Receive Message: Denied Response from AWS API Gateway

If you set the Required API Key parameter to True, check below.

• you need to pass the x-api-key HTTP header to the Gateway API.
• It was necessary to create an API key.
• In addition, you need to check the API Key Usage Plan in the API Gateway console.

I had a similar problem and I had the following:

• User Domain (Edge Optimized)
• Several stages (dev, staging, prod)

I also did not set any authority or restrictions to make things simple.

I managed to fix the problem by adding base path mappings for each of my steps (dev, staging, prod).

If the Authorization method and API KEY Required for the method are set to true, then when sending the request, make sure that you have the following headers:

• Content-Type (usually application / x-www-form-urlencoded if a GET call)
• Host
• X-amz-date
• Resolution
• x-api key

I use POSTMAN to test the API, which is fairly robust, and then directs it straight ahead.

Note. Do not add the x-api key header if you set API KEY Required FALSE. And if you set Authorization to FALSE, do not add the authorization header.

If the 'API' key needs to be set to true, you must pass the API key as a header.

The API key is passed as the header field "x-api-key". Even after adding this field to the header, this problem may occur. In this case, please confirm the points below.

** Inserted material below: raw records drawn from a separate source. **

/// Rounds to a whole number and groups thousands with commas.
pub fn format_count(value: f64) -> String {
    let rounded = value.round();
    let digits = format!("{:.0}", rounded.abs());
    let mut grouped = String::with_capacity(digits.len() + digits.len() / 3 + 1);
    if rounded < 0.0 {
	grouped.push('-');
    }
    for (i,c) in digits.chars().enumerate() {
	if i > 0 && (digits.len() - i) % 3 == 0 {
	    grouped.push(',');
	}
	grouped.push(c);
    }
    grouped
}

/// Exactly two decimals.
pub fn format_percent(value: f64) -> String {
    format!("{:.2}", value)
}


#[cfg(test)]
mod tests {

    use super::*;

    #[test]
    fn groups_thousands() {
	assert_eq!(format_count(0.0), "0");
	assert_eq!(format_count(999.0), "999");
	assert_eq!(format_count(1000.0), "1,000");
	assert_eq!(format_count(83_166_711.0), "83,166,711");
	assert_eq!(format_count(1_234_567.4), "1,234,567");
	assert_eq!(format_count(99.5), "100");
	assert_eq!(format_count(-1234.0), "-1,234");
	assert_eq!(format_count(-0.2), "0");
    }

    #[test]
    fn two_decimal_percentages() {
	assert_eq!(format_percent(3.14159), "3.14");
	assert_eq!(format_percent(50.0), "50.00");
	assert_eq!(format_percent(0.005_1), "0.01");
    }

}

• Do you have a usage plan? if you do not need to create it.
• Associate your API with the Usage Plan. To do this, add a stage, it will bind your API.
• Do you have an API Key? if not, you need to create an API key and enable it.
• Add the usage plan associated with your API to this API key. To do this, add a usage plan.

I got this error from the nginx fargate service trying to access a private API in the Gateway API. I needed to add a policy under resource policies in my API like this

 { "Version": "2012-10-17", "Statement": [ { "Effect": "Allow", "Principal": "*", "Action": "execute-api:Invoke", "Resource": "arn:aws:execute-api:us-east-1:<AccountID>:<RestApiID>/*", "Condition": { "StringEquals": { "aws:sourceVpce": "<VPC Endpoint ID for execute-api>" } } } ] } 

This may not be obvious, but another reason for the “Forbidden” error when using the AWS API Gateway may be an incorrect URL that does not match any of the API methods deployed. This can happen if you actually clicked the wrong URL (for example, instead of calling https://9999xx9x99.execute-api.us-east-1.amazonaws.com/dev/users (note the dev step before users ), which you called https://9999xx9x99.execute-api.us-east-1.amazonaws.com/users (without a step). You expect to get 404, but you will get 403.

By the way, after you perform the deployment on https://9999xx9x99.execute-api.us-east-1.amazonaws.com/dev/users call https://9999xx9x99.execute-api.us-east-1.amazonaws.com/user (note the single noun form here), you will also receive ... 403, but with the message "Missing Authentication Token"!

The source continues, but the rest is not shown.